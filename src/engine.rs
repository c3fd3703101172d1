//! The expected-value engine.
//!
//! For a monomial `m` over the program variables, the engine
//!
//! 1. derives the one-step recurrence `E[m'] = c * E[m] + Σ a_i * E[m_i] + a_0`
//!    by pushing `m` backwards through the loop body ([`Engine::get_recurrence`]);
//! 2. solves every `m_i` of the inhomogeneous part, recursively;
//! 3. solves `f(n+1) = c * f(n) + g(n)` with `f(0) = E[m at iteration 0]`.
//!
//! Solutions and recurrences are memoized for the lifetime of the engine, so
//! monomials shared between several dependency chains are solved once.
//!
//! # Traversal
//!
//! Step 2 is driven by an explicit worklist. Each open frame holds a monomial
//! whose recurrence is known and the dependencies it is still waiting for; a
//! frame is closed once every dependency has a solution. A dependency that is
//! already open further down the worklist is a cycle and is reported as
//! [`Error::CyclicDependency`].

use std::collections::BTreeMap;

use log::{debug, info, trace};
use num_rational::BigRational;
use num_traits::One;

use crate::algebra::{Algebra, ExactAlgebra};
use crate::cache::Cache;
use crate::closed_form::ClosedForm;
use crate::error::{Error, Result};
use crate::evar::Evar;
use crate::expr::Expr;
use crate::monomial::Monomial;
use crate::poly::Poly;
use crate::polynomial::Polynomial;
use crate::program::Program;
use crate::recurrence::Recurrence;
use crate::symbol::Symbol;
use crate::update::Update;

/// Engine configuration.
#[derive(Debug, Clone, Copy, PartialEq, Eq)]
pub struct EngineConfig {
    /// Initial capacity of each memo store, as a power of two.
    pub cache_bits: usize,
    /// Maximum number of simultaneously open worklist frames.
    pub max_depth: usize,
}

impl Default for EngineConfig {
    fn default() -> Self {
        Self {
            cache_bits: 10,
            max_depth: 10_000,
        }
    }
}

impl EngineConfig {
    pub fn with_cache_bits(mut self, bits: usize) -> Self {
        self.cache_bits = bits;
        self
    }

    pub fn with_max_depth(mut self, depth: usize) -> Self {
        self.max_depth = depth;
        self
    }
}

/// Closed forms of the requested goals.
pub type Solutions = BTreeMap<Expr, ClosedForm>;

/// An open worklist frame.
#[derive(Debug)]
struct Frame {
    evar: Evar,
    constant: Expr,
    inhomogeneous: Polynomial,
    /// Dependencies not yet known to be solved; the last one is next.
    pending: Vec<Evar>,
}

/// Memoizing solver for the EVARs of one [`Program`].
pub struct Engine<'p, A: Algebra = ExactAlgebra> {
    program: &'p Program,
    algebra: A,
    config: EngineConfig,
    pub(crate) solutions: Cache<Evar, ClosedForm>,
    pub(crate) recurrences: Cache<Monomial, Polynomial>,
}

impl<'p> Engine<'p> {
    pub fn new(program: &'p Program) -> Self {
        Engine::with_config(program, EngineConfig::default())
    }

    pub fn with_config(program: &'p Program, config: EngineConfig) -> Self {
        Engine::with_algebra(program, ExactAlgebra, config)
    }
}

impl<'p, A: Algebra> Engine<'p, A> {
    pub fn with_algebra(program: &'p Program, algebra: A, config: EngineConfig) -> Self {
        Self {
            program,
            algebra,
            config,
            solutions: Cache::new(config.cache_bits),
            recurrences: Cache::new(config.cache_bits),
        }
    }

    pub fn program(&self) -> &'p Program {
        self.program
    }

    pub fn algebra(&self) -> &A {
        &self.algebra
    }

    pub fn config(&self) -> &EngineConfig {
        &self.config
    }

    /// Every solution computed so far, including intermediate EVARs.
    pub fn solutions(&self) -> impl Iterator<Item = (&Evar, &ClosedForm)> {
        self.solutions.iter()
    }

    /// The EVAR of a polynomial that is a single term.
    pub fn evar_of(&self, expr: &Expr) -> Result<Evar> {
        let poly = self.algebra.expand(expr, &self.program.gens())?;
        let mut terms = poly.terms();
        match (terms.next(), terms.next()) {
            (None, _) => Ok(Evar::new(Expr::zero(), Monomial::one())),
            (Some((m, c)), None) => Ok(Evar::new(c.clone(), m.clone())),
            _ => Err(Error::Unsupported(format!("`{}` is not a single monomial", expr))),
        }
    }

    /// Closed form of `E[goal]` for a polynomial `goal`, by linearity.
    pub fn solve_expr(&mut self, goal: &Expr) -> Result<ClosedForm> {
        let poly = self.algebra.expand(goal, &self.program.gens())?;
        let n = Symbol::n();
        let mut result = ClosedForm::zero();
        for (monomial, coefficient) in poly.terms() {
            let term = if monomial.is_one() {
                ClosedForm::from_expr(coefficient)?
            } else if coefficient.contains(&n) {
                let solution = self.get_solution(&Evar::monic(monomial.clone()))?;
                solution.mul_expr(coefficient)?
            } else {
                self.get_solution(&Evar::new(coefficient.clone(), monomial.clone()))?
            };
            result = result.add(&term);
        }
        Ok(result)
    }

    /// Closed form of `E[evar]` after `n` iterations, memoized.
    pub fn get_solution(&mut self, evar: &Evar) -> Result<ClosedForm> {
        if evar.is_constant() {
            return ClosedForm::from_expr(evar.factor());
        }
        if let Some(solution) = self.solutions.get(evar) {
            return Ok(solution.clone());
        }

        debug!("Start get solution, {}", evar);
        let mut current = self.open_frame(evar.clone())?;
        let mut stack: Vec<Frame> = Vec::new();
        loop {
            match current.pending.last().cloned() {
                Some(dep) if self.solutions.contains(&dep) => {
                    current.pending.pop();
                }
                Some(dep) => {
                    if current.evar == dep || stack.iter().any(|f| f.evar == dep) {
                        return Err(Error::CyclicDependency(dep.to_string()));
                    }
                    if stack.len() + 1 >= self.config.max_depth {
                        return Err(Error::DepthExceeded(self.config.max_depth));
                    }
                    let child = self.open_frame(dep)?;
                    stack.push(std::mem::replace(&mut current, child));
                }
                None => {
                    let solution = self.close_frame(current)?;
                    match stack.pop() {
                        Some(parent) => current = parent,
                        None => return Ok(solution),
                    }
                }
            }
        }
    }

    fn open_frame(&mut self, evar: Evar) -> Result<Frame> {
        let recurrence = self.get_recurrence(evar.monomial())?;
        let constant = self.algebra.coefficient_of(&recurrence, evar.monomial());
        let inhomogeneous = recurrence.without(evar.monomial());
        let pending: Vec<Evar> = inhomogeneous
            .monomials()
            .map(|m| Evar::monic(m.clone()))
            .collect();
        debug!(
            "Recurrence of {}: constant {}, inhomogeneous part {}",
            evar, constant, inhomogeneous
        );
        Ok(Frame {
            evar,
            constant,
            inhomogeneous,
            pending,
        })
    }

    fn close_frame(&mut self, frame: Frame) -> Result<ClosedForm> {
        let Frame {
            evar,
            constant,
            inhomogeneous,
            ..
        } = frame;

        let mut g = ClosedForm::from_expr(&inhomogeneous.constant_term())?;
        for (monomial, coefficient) in inhomogeneous.terms() {
            if monomial.is_one() {
                continue;
            }
            let dependency = Evar::monic(monomial.clone());
            let solution = self
                .solutions
                .get(&dependency)
                .cloned()
                .ok_or_else(|| Error::CyclicDependency(dependency.to_string()))?;
            g = g.add(&solution.mul_expr(coefficient)?);
        }

        let initial = self.get_expected_initial_value(evar.monomial())?;
        let recurrence = Recurrence::new(constant, initial, g);
        let solution = recurrence.solve(&self.algebra)?.scale(evar.factor());

        info!("E[{}] = {}", evar, solution);
        self.solutions.insert(evar, solution.clone());
        Ok(solution)
    }

    /// One-step recurrence of `monomial`, memoized.
    pub fn get_recurrence(&mut self, monomial: &Monomial) -> Result<Polynomial> {
        if monomial.is_one() {
            return Ok(Polynomial::constant(self.program.gens(), Expr::one()));
        }
        if let Some(recurrence) = self.recurrences.get(monomial) {
            return Ok(recurrence.clone());
        }
        let recurrence = self.compute_recurrence(monomial)?;
        self.recurrences.insert(monomial.clone(), recurrence.clone());
        Ok(recurrence)
    }

    /// Pushes `monomial` backwards through the loop body, last update first.
    pub fn compute_recurrence(&self, monomial: &Monomial) -> Result<Polynomial> {
        debug!("Start compute recurrence, {}", monomial);
        let mut result = monomial_expr(monomial);
        for (variable, update) in self.program.updates().rev() {
            if !result.contains(variable) {
                continue;
            }
            result = match update {
                Update::RandomDraw(rv) => {
                    let coefficients = result
                        .coefficients_in(variable)
                        .ok_or_else(|| Error::NotPolynomial(result.to_string()))?;
                    let mut replaced = Expr::zero();
                    for (k, coefficient) in (0u32..).zip(&coefficients) {
                        if !coefficient.is_zero() {
                            replaced += &(coefficient * &rv.moment(k)?);
                        }
                    }
                    replaced
                }
                Update::Branching(branches) => {
                    trace!("Combining {} branches of {}", branches.len(), variable);
                    let mut combined = Expr::zero();
                    for branch in branches {
                        combined += &(&branch.probability * &result.subs(variable, &branch.expr)?);
                    }
                    combined
                }
            };
            trace!("After {}: {}", variable, result);
        }
        self.algebra.expand(&result, &self.program.gens())
    }

    /// The distinct outcomes of one loop iteration for `evar`, with their
    /// probabilities.
    ///
    /// Equal outcomes are merged. Random draws are replaced by their moments.
    pub fn branches_of(&self, evar: &Evar) -> Result<Vec<(Polynomial, Expr)>> {
        let mut branches: Vec<(Expr, Expr)> = vec![(evar.to_expr(), Expr::one())];
        for (variable, update) in self.program.updates().rev() {
            if !branches.iter().any(|(e, _)| e.contains(variable)) {
                continue;
            }
            let mut next: Vec<(Expr, Expr)> = Vec::new();
            for (expr, probability) in &branches {
                if !expr.contains(variable) {
                    merge(&mut next, expr.clone(), probability.clone());
                    continue;
                }
                match update {
                    Update::RandomDraw(rv) => {
                        let coefficients = expr
                            .coefficients_in(variable)
                            .ok_or_else(|| Error::NotPolynomial(expr.to_string()))?;
                        let mut replaced = Expr::zero();
                        for (k, coefficient) in (0u32..).zip(&coefficients) {
                            if !coefficient.is_zero() {
                                replaced += &(coefficient * &rv.moment(k)?);
                            }
                        }
                        merge(&mut next, replaced, probability.clone());
                    }
                    Update::Branching(update_branches) => {
                        for branch in update_branches {
                            let substituted = expr.subs(variable, &branch.expr)?;
                            merge(&mut next, substituted, probability * &branch.probability);
                        }
                    }
                }
            }
            branches = next;
        }

        let gens = self.program.gens();
        branches
            .into_iter()
            .map(|(e, p)| Ok((self.algebra.expand(&e, &gens)?, p)))
            .collect()
    }

    /// `E[monomial]` before the first iteration, assuming independent
    /// initial values.
    pub fn get_expected_initial_value(&self, monomial: &Monomial) -> Result<Expr> {
        let mut result = Expr::one();
        for (variable, exponent) in monomial.powers() {
            let update = self
                .program
                .initial_value(variable)
                .ok_or_else(|| Error::MissingUpdate(variable.to_string(), "initial value"))?;
            result *= &update.power(exponent)?;
        }
        result.subs(&Symbol::n(), &Expr::zero())
    }
}

fn monomial_expr(monomial: &Monomial) -> Expr {
    Expr::from_poly(Poly::term(monomial.clone(), BigRational::one()))
}

/// Adds `probability` to the branch equal to `expr`, or appends a new one.
fn merge(branches: &mut Vec<(Expr, Expr)>, expr: Expr, probability: Expr) {
    match branches.iter_mut().find(|(e, _)| e.equals(&expr)) {
        Some((_, p)) => *p += &probability,
        None => branches.push((expr, probability)),
    }
}

/// Solves `goals` (default: every variable raised to `power`) over a fresh
/// engine.
///
/// ```
/// use evar_rs::engine::solve;
/// use evar_rs::expr::Expr;
/// use evar_rs::program::Program;
///
/// let program = Program::builder()
///     .var("x", "0", "x + 1")
///     .build()
///     .unwrap();
/// let solutions = solve(&program, None, 2).unwrap();
/// let goal: Expr = "x^2".parse().unwrap();
/// assert_eq!(solutions[&goal].to_string(), "n^2");
/// ```
pub fn solve(program: &Program, goals: Option<&[Expr]>, power: u32) -> Result<Solutions> {
    let goals: Vec<Expr> = match goals {
        Some(goals) => goals.to_vec(),
        None => program
            .variables()
            .iter()
            .map(|v| Expr::from(v.clone()).pow(power))
            .collect(),
    };

    let mut engine = Engine::new(program);
    let mut solutions = Solutions::new();
    for goal in goals {
        let solution = engine.solve_expr(&goal)?;
        solutions.insert(goal, solution);
    }
    info!("{}", engine.stats());
    Ok(solutions)
}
○ ○ ○ ○ ○ ○ ○
Exercise aim >> In the listing above, reproduce the first line and each one after it through the line that contains "inhomogeneous part, recursively;".

Response to this exercise >>
filename src/engine.rs
repository c3fd3703101172d1
//! The expected-value engine.
//!
//! For a monomial `m` over the program variables, the engine
//!
//! 1. derives the one-step recurrence `E[m'] = c * E[m] + Σ a_i * E[m_i] + a_0`
//!    by pushing `m` backwards through the loop body ([`Engine::get_recurrence`]);
//! 2. solves every `m_i` of the inhomogeneous part, recursively;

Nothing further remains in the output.